This case report gives us important information on the relationship between chest compression quality/technique and the attained blood pressure. A 2-thumbs encircling hands technique, usually recommended for infant resuscitation if there are two or more rescuers, did not create acceptable pressures, and was difficult to perform in a child of 2 years age. The direct sternal compression technique with the tips of two fingers, are also recommended in infants for the lone rescuer situation. In this case the two thumbs (two fingers) direct sternal compression technique resulted in rapid achievement of adequate blood pressure when compared it to the 2-thumbs encircling hands technique. Specifically, diastolic arterial pressure and exhaled CO2 were well maintained. When compressions were continued with a one-hand technique supplemented by sternal accelerometer and force transducer real-time guidance, the CPR quality was excellent, and the systolic arterial pressures were even higher. Although speculative, this could be due to the wider spread of pressure over the thoracic cage or, perhaps more likely, to the feedback signal from the defibrillator guiding CPR quality, especially the compression depth and rate and full-release. In the compression-to-compression analysis there was a significant correlation with invasive blood pressures and compression depth.
Current resuscitation guidelines for a small infant recommend a 2-thumb encircling hands or 2 finger sternal chest compression techniques. For child over one year either 1- or 2-hand technique is recommended [1–3]. The sternum should be pressed at least one third of the anterior-posterior (AP) chest diameter in all children, which means approximately 40 mm (1.5 inches) in infants and 50 mm (2 inches) in children . In this case, the increase in compression depth from 1/3 to ½ AP chest diameter created higher SAP.
During adult advanced life support the use of feedback devices during CPR are encouraged, since they improve rescuer ability to achieve correct chest compression depth, rate and chest recoil. The feedback devices also attempt to minimize no-flow time, as much as possible [5, 6]. Although the quality deficiencies are similar in adult and pediatric resuscitation attempts, the feedback devices currently available are recommended for children at least 8 years of age. In this case the quality of resuscitation attempt was controlled by invasive pressure. To achieve better pressure team wanted to check CPR quality by using the Q-CPR compression sensor, and since it seemed to result in improved invasive arterial pressures the resuscitation attempt was continued with the compression sensor in place until spontaneous circulation was returned.
The quality of the CPR and compliance with current guidelines was good in this case, at least in those later phases when it was controlled.
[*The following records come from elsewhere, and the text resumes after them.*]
//! The per-chain sync pipeline: fetchers pull raw payloads from the node
//! into the block store, runners replay them through the indexers.
//!
//! Chains run concurrently; within a chain, blocks advance in strict height
//! order. Cross-chain UTXO correctness never depends on relative chain
//! progress.

use std::sync::Arc;

use tokio::task::JoinHandle;
use tracing::{error, info};

use serac_avalanche::{
    archive::TimestampArchive,
    indexers::{
        BlockchainIndexer, ChainListIndexer, RewardIndexer, SubnetIndexer, ValidatorIndexer,
    },
    model::{CBlock, PBlock, XBlock, XTxRecord},
    rpc::{AtomicInfoClient, CachedRpc, NodeClient},
    utxo::UtxoEngine,
};
use serac_core::{
    BlockIndexer, BucketKind, ChainTag, Domain, SyncConfig, TxIndexer, UpstreamConfig,
};

use crate::prelude::{CancellationToken, DomainAdapter, Error};

pub mod fetch;
pub mod run;

pub use fetch::{ContractFetcher, ExchangeFetcher, PlatformFetcher};
pub use run::{ContractRunner, ExchangeRunner, PlatformRunner};

type Fjall = DomainAdapter;

/// Build and spawn the full pipeline: three fetchers, three runners.
pub fn pipeline(
    domain: &Fjall,
    sync: &SyncConfig,
    upstream: &UpstreamConfig,
    cancel: CancellationToken,
) -> Result<Vec<JoinHandle<()>>, Error> {
    let params = domain.params().clone();

    let p_rpc = NodeClient::new(upstream.p_chain_url.clone());
    let x_rpc = NodeClient::new(upstream.x_chain_url.clone());
    let c_rpc = NodeClient::new(upstream.c_chain_url.clone());

    let mut engine = UtxoEngine::new(domain.utxos().clone(), params.clone());

    if let Some(path) = &sync.timestamp_archive {
        let archive = TimestampArchive::load_file(path).map_err(Error::config)?;
        info!(entries = archive.len(), "loaded pre-cortina timestamp archive");
        engine = engine.with_archive(Arc::new(archive));
    }

    engine = engine.with_atomic_probe(Arc::new(AtomicInfoClient::new(
        upstream.c_chain_url.clone(),
        params.c_chain_id,
        domain.rpc_cache().clone(),
    )));

    let engine = Arc::new(engine);

    let validators = ValidatorIndexer::new(domain.bucket(BucketKind::Validators).clone());
    let subnets = SubnetIndexer::new(domain.bucket(BucketKind::Subnets).clone());
    let blockchains = BlockchainIndexer::new(domain.bucket(BucketKind::Blockchains).clone());
    let rewards = RewardIndexer::new(domain.bucket(BucketKind::Rewards).clone());

    let chain_list = |chain: ChainTag| {
        ChainListIndexer::new(
            domain.bucket(BucketKind::ChainList).clone(),
            chain,
            params.chain_id(chain),
        )
    };

    let p_indexers: Vec<Arc<dyn BlockIndexer<PBlock> + Send + Sync>> = vec![
        engine.clone(),
        Arc::new(validators),
        Arc::new(subnets),
        Arc::new(blockchains),
        Arc::new(rewards),
        Arc::new(chain_list(ChainTag::Platform)),
    ];

    let x_indexers: Vec<Arc<dyn BlockIndexer<XBlock> + Send + Sync>> =
        vec![engine.clone(), Arc::new(chain_list(ChainTag::Exchange))];

    let x_tx_indexers: Vec<Arc<dyn TxIndexer<XTxRecord> + Send + Sync>> = vec![engine.clone()];

    let c_indexers: Vec<Arc<dyn BlockIndexer<CBlock> + Send + Sync>> =
        vec![engine.clone(), Arc::new(chain_list(ChainTag::Contract))];

    let batch = sync.fetch_batch();
    let run_batch = sync.run_batch();

    let mut tasks = Vec::new();

    let fetcher = PlatformFetcher::new(
        domain.blocks(ChainTag::Platform).clone(),
        CachedRpc::new(p_rpc, domain.rpc_cache().clone()),
        batch,
    );
    tasks.push(spawn_component("p-fetcher", fetcher.run(cancel.clone())));

    let fetcher = ExchangeFetcher::new(domain.blocks(ChainTag::Exchange).clone(), x_rpc, batch);
    tasks.push(spawn_component("x-fetcher", fetcher.run(cancel.clone())));

    let fetcher = ContractFetcher::new(
        domain.blocks(ChainTag::Contract).clone(),
        c_rpc,
        batch,
        sync.ap5_height,
    );
    tasks.push(spawn_component("c-fetcher", fetcher.run(cancel.clone())));

    let runner = PlatformRunner::new(
        domain.blocks(ChainTag::Platform).clone(),
        p_indexers,
        run_batch,
    );
    tasks.push(spawn_component("p-runner", runner.run(cancel.clone())));

    let runner = ExchangeRunner::new(
        domain.blocks(ChainTag::Exchange).clone(),
        x_indexers,
        x_tx_indexers,
        run_batch,
        sync.cortina_transition_index,
    );
    tasks.push(spawn_component("x-runner", runner.run(cancel.clone())));

    let runner = ContractRunner::new(
        domain.blocks(ChainTag::Contract).clone(),
        c_indexers,
        run_batch,
        sync.ap5_height,
    );
    tasks.push(spawn_component("c-runner", runner.run(cancel)));

    Ok(tasks)
}

/// Component failures halt that component only; the daemon stays up for the
/// other chains and services.
fn spawn_component(
    name: &'static str,
    task: impl std::future::Future<Output = Result<(), Error>> + Send + 'static,
) -> JoinHandle<()> {
    tokio::spawn(async move {
        match task.await {
            Ok(()) => info!("[{name}] stopped"),
            Err(err) => error!("[{name}] halted: {err}"),
        }
    })
}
We do not have similar data describing the quality of CPR before the Q-CPR compression sensor was deployed. Previous studies have shown that the compression depth in children is correlated to invasive pressures , but depth itself very seldom reaches the targeted level . This may have happened also in the current case before the use of compression sensor. The mean compression depth in our patient with compression sensor was 43 (6) mm.
There is evidence that the sternal accelerometer that calculated the movement of the Q-CPR sensor, even for a child on a mattress with backboard, may include some movement of the mattress. Therefore our presented depths are higher than the actual compression of the chest achieved. However, the amount of depth movement attributable to a thin, hard stretcher mattress is minimal .
In this case deployment of the feedback device improved the invasive blood pressure, and we hypothesize that this was related to improved chest compression quality since no epinephrine was given until normothermia was achieved. Future studies will be needed to further determine the relationship between quantitatively measured depths and blood pressure during actual pediatric resuscitation attempts.